*SOURCE RECORDS:*
//! Progress renderer — an `EventSink` backed by an indicatif bar.
//!
//! Purely a collaborator: the engine emits per-chunk events and this sink
//! turns them into a byte-accurate bar with throughput and ETA.

use std::sync::Mutex;

use indicatif::{ProgressBar, ProgressStyle};
use jdc_core::events::{ChunkProgress, EventSink, SessionInfo, SessionSummary};

pub struct ProgressSink {
    bar: Mutex<Option<ProgressBar>>,
}

impl ProgressSink {
    pub fn new() -> Self {
        Self { bar: Mutex::new(None) }
    }

    fn style() -> ProgressStyle {
        ProgressStyle::with_template(
            "{spinner:.green} [{bar:40.cyan/blue}] {bytes}/{total_bytes} ({bytes_per_sec}, eta {eta})",
        )
        .expect("static template")
        .progress_chars("=> ")
    }
}

impl Default for ProgressSink {
    fn default() -> Self {
        Self::new()
    }
}

impl EventSink for ProgressSink {
    fn session_started(&self, info: &SessionInfo) {
        let bar = ProgressBar::new(info.file_size);
        bar.set_style(Self::style());
        if info.resuming {
            bar.println(format!(
                "resuming: {} of {} chunks already present",
                info.completed_chunks, info.num_chunks
            ));
            let completed_bytes = (info.completed_chunks * info.chunk_size).min(info.file_size);
            bar.set_length(info.file_size - completed_bytes);
        }
        *self.bar.lock().unwrap() = Some(bar);
    }

    fn chunk_progress(&self, progress: &ChunkProgress) {
        if let Some(bar) = &*self.bar.lock().unwrap() {
            bar.set_position(progress.bytes_done.min(bar.length().unwrap_or(progress.file_size)));
        }
    }

    fn session_ended(&self, summary: &SessionSummary) {
        if let Some(bar) = self.bar.lock().unwrap().take() {
            if summary.success {
                bar.finish_with_message("done");
            } else {
                bar.abandon_with_message("interrupted");
            }
        }
    }

    fn error(&self, kind: &str, message: &str) {
        let guard = self.bar.lock().unwrap();
        match &*guard {
            Some(bar) => bar.println(format!("error [{kind}]: {message}")),
            None => eprintln!("error [{kind}]: {message}"),
        }
    }
}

*EXERCISE DETAILS:*
Write the records above out again, exactly as they are.

*THE COMPLETED TASK:*
//! Progress renderer — an `EventSink` backed by an indicatif bar.
//!
//! Purely a collaborator: the engine emits per-chunk events and this sink
//! turns them into a byte-accurate bar with throughput and ETA.

use std::sync::Mutex;

use indicatif::{ProgressBar, ProgressStyle};
use jdc_core::events::{ChunkProgress, EventSink, SessionInfo, SessionSummary};

pub struct ProgressSink {
    bar: Mutex<Option<ProgressBar>>,
}

impl ProgressSink {
    pub fn new() -> Self {
        Self { bar: Mutex::new(None) }
    }

    fn style() -> ProgressStyle {
        ProgressStyle::with_template(
            "{spinner:.green} [{bar:40.cyan/blue}] {bytes}/{total_bytes} ({bytes_per_sec}, eta {eta})",
        )
        .expect("static template")
        .progress_chars("=> ")
    }
}

impl Default for ProgressSink {
    fn default() -> Self {
        Self::new()
    }
}

impl EventSink for ProgressSink {
    fn session_started(&self, info: &SessionInfo) {
        let bar = ProgressBar::new(info.file_size);
        bar.set_style(Self::style());
        if info.resuming {
            bar.println(format!(
                "resuming: {} of {} chunks already present",
                info.completed_chunks, info.num_chunks
            ));
            let completed_bytes = (info.completed_chunks * info.chunk_size).min(info.file_size);
            bar.set_length(info.file_size - completed_bytes);
        }
        *self.bar.lock().unwrap() = Some(bar);
    }

    fn chunk_progress(&self, progress: &ChunkProgress) {
        if let Some(bar) = &*self.bar.lock().unwrap() {
            bar.set_position(progress.bytes_done.min(bar.length().unwrap_or(progress.file_size)));
        }
    }

    fn session_ended(&self, summary: &SessionSummary) {
        if let Some(bar) = self.bar.lock().unwrap().take() {
            if summary.success {
                bar.finish_with_message("done");
            } else {
                bar.abandon_with_message("interrupted");
            }
        }
    }

    fn error(&self, kind: &str, message: &str) {
        let guard = self.bar.lock().unwrap();
        match &*guard {
            Some(bar) => bar.println(format!("error [{kind}]: {message}")),
            None => eprintln!("error [{kind}]: {message}"),
        }
    }
}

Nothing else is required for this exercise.